Remembering her own time of trouble, Eunice had patience with her, knowing that light and help would come. She waited long, but she waited patiently, and help came at last.

“Fidelia,” said Mrs Stone, one night soon after this, “are you thinking of going to conference meeting to-night?”

“No; I can’t say I am. Mr Runkin is not at home.”

“Unless he came this morning, which is not likely. But there’ll be somebody there to lead the meeting, I expect.”

“Deacon Ainsworth, I guess,” said Fidelia, with a shrug. “I don’t feel as if it would pay to go to hear him.”

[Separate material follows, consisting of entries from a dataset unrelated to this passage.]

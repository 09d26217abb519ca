//! Snapshots and deterministic replay.

mod common;

use common::{build, logic};
use netlist_core::{SimTime, Snapshot};

const CLOCKED: &str = "
NETLIST_START(clocked)
    CLOCK(CLK, 1e6)
    TTL_7404_INVERT(G1, CLK.Q)
    TTL_7408_AND(G2, CLK.Q, G1.Q)
    TTL_7404_INVERT(G3, G2.Q)
    TTL_7404_INVERT(G4, G3.Q)
NETLIST_END()
";

#[test]
fn test_clock_toggles() {
    let mut nl = build(CLOCKED, "clocked").unwrap();
    nl.set_trace(true);
    nl.process_queue_for(SimTime::from_usec(10));
    let clk = {
        let t = nl.find_term("CLK.Q").unwrap();
        nl.terminal(t).net().unwrap()
    };
    let toggles = nl.take_trace().iter().filter(|e| e.net == clk).count();
    // 1 MHz, half a period per edge
    assert!((19..=21).contains(&toggles), "{} clock edges", toggles);
}

#[test]
fn test_restore_replays_identically() {
    let t1 = SimTime::from_nsec(3_250);
    let t2 = SimTime::from_usec(5);

    let mut a = build(CLOCKED, "clocked").unwrap();
    a.process_queue_for(t1);
    let snap = a.save_state();
    a.set_trace(true);
    a.process_queue_for(t2);
    let trace_a = a.take_trace();
    assert!(!trace_a.is_empty());

    let mut b = build(CLOCKED, "clocked").unwrap();
    b.load_state(&snap).unwrap();
    assert_eq!(b.time(), a.time() - t2);
    b.set_trace(true);
    b.process_queue_for(t2);
    assert_eq!(b.take_trace(), trace_a);
    assert_eq!(logic(&b, "G3.Q"), logic(&a, "G3.Q"));
}

#[test]
fn test_snapshot_json() {
    let mut nl = build(CLOCKED, "clocked").unwrap();
    nl.process_queue_for(SimTime::from_nsec(1_700));
    let snap = nl.save_state();

    let json = snap.to_json().unwrap();
    let back = Snapshot::from_json(&json).unwrap();
    assert_eq!(back, snap);
    assert!(Snapshot::from_json("{\"time\": 3}").is_err());
}

#[test]
fn test_snapshot_from_other_netlist_rejected() {
    let other = "
NETLIST_START(other)
    CLOCK(CLK, 1e6)
    TTL_7404_INVERT(G1, CLK.Q)
    TTL_7404_INVERT(G2, G1.Q)
NETLIST_END()
";
    let mut a = build(CLOCKED, "clocked").unwrap();
    a.process_queue_for(SimTime::from_usec(1));
    let mut b = build(other, "other").unwrap();
    assert!(b.load_state(&a.save_state()).is_err());
}

#[test]
fn test_reset_is_deterministic() {
    let mut nl = build(CLOCKED, "clocked").unwrap();
    nl.set_trace(true);
    nl.process_queue_for(SimTime::from_usec(4));
    let first = nl.take_trace();

    nl.reset();
    nl.process_queue_for(SimTime::from_usec(4));
    let second = nl.take_trace();

    assert_eq!(first, second);
}

const TWO_INPUTS: &str = "
NETLIST_START(two)
    LOGIC_INPUT(A, 0)
    LOGIC_INPUT(B, 0)
    TTL_7404_INVERT(G1, A.Q)
    TTL_7404_INVERT(G2, B.Q)
    TTL_7400_NAND(G3, G1.Q, G2.Q)
    TTL_7404_INVERT(G4, G3.Q)
NETLIST_END()
";

#[test]
fn test_restore_keeps_equal_time_order() {
    let mut a = build(TWO_INPUTS, "two").unwrap();
    a.process_queue_for(SimTime::from_usec(1));
    a.set_param("A.IN", "1").unwrap();
    a.set_param("B.IN", "1").unwrap();
    let snap = a.save_state();
    assert_eq!(snap.queue.len(), 2);
    assert_eq!(snap.queue[0].0, snap.queue[1].0);

    let mut b = build(TWO_INPUTS, "two").unwrap();
    b.load_state(&snap).unwrap();
    assert_eq!(b.save_state().queue, snap.queue);

    a.set_trace(true);
    b.set_trace(true);
    a.process_queue_for(SimTime::from_usec(1));
    b.process_queue_for(SimTime::from_usec(1));
    assert_eq!(a.take_trace(), b.take_trace());
}

#[test]
fn test_failed_load_leaves_netlist_untouched() {
    let mut a = build(TWO_INPUTS, "two").unwrap();
    a.process_queue_for(SimTime::from_usec(1));
    a.set_param("A.IN", "1").unwrap();
    a.process_queue_for(SimTime::from_usec(1));
    let mut snap = a.save_state();
    snap.devices.insert("NOPE".to_string(), Default::default());

    let mut b = build(TWO_INPUTS, "two").unwrap();
    let before = b.save_state();
    assert!(b.load_state(&snap).is_err());
    assert_eq!(b.save_state(), before);
}

#[test]
fn test_bad_queue_in_snapshot_is_an_error() {
    let mut a = build(TWO_INPUTS, "two").unwrap();
    a.process_queue_for(SimTime::from_usec(1));
    a.set_param("A.IN", "1").unwrap();
    let snap = a.save_state();
    let mut b = build(TWO_INPUTS, "two").unwrap();

    let mut twice = snap.clone();
    let entry = twice.queue[0].clone();
    twice.queue.push(entry);
    assert!(b.load_state(&twice).is_err());

    let mut flood = snap.clone();
    let entry = flood.queue[0].clone();
    flood.queue = vec![entry; snap.nets.len() + 8];
    assert!(b.load_state(&flood).is_err());

    b.load_state(&snap).unwrap();
}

“No, I don’t suppose it would pay to go to hear him, if that were all you went for, or to hear anybody else. But don’t you know that to ‘two or three gathered together’ in His name the promise is given?”

“There will be two or three and more there, without me; and I shouldn’t help much, Aunt Ruby.”

“But you might be helped if the Lord Himself were there. I’d guess you’d better go. If you go, you’d better take down this book to the doctor. He left it here by mistake, I expect, since it is in a strange tongue. I presume he thinks he lost it out of his chaise, and he’ll be glad to get it again. If you do go, Jabez’ll be along at the right time to come home with you.” All this Mrs Stone said, seeing, but not seeming to sea, the cloud that lay darkly on Fidelia’s face.

One thought which had a little hope in it had come to Fidelia that day under the cedars—“Dr Everett will know. I will ask Dr Everett.” But she had never done so; and Mrs Stone’s insistence about the meeting and the doctor’s book gave the needed impulse; and she said she would go.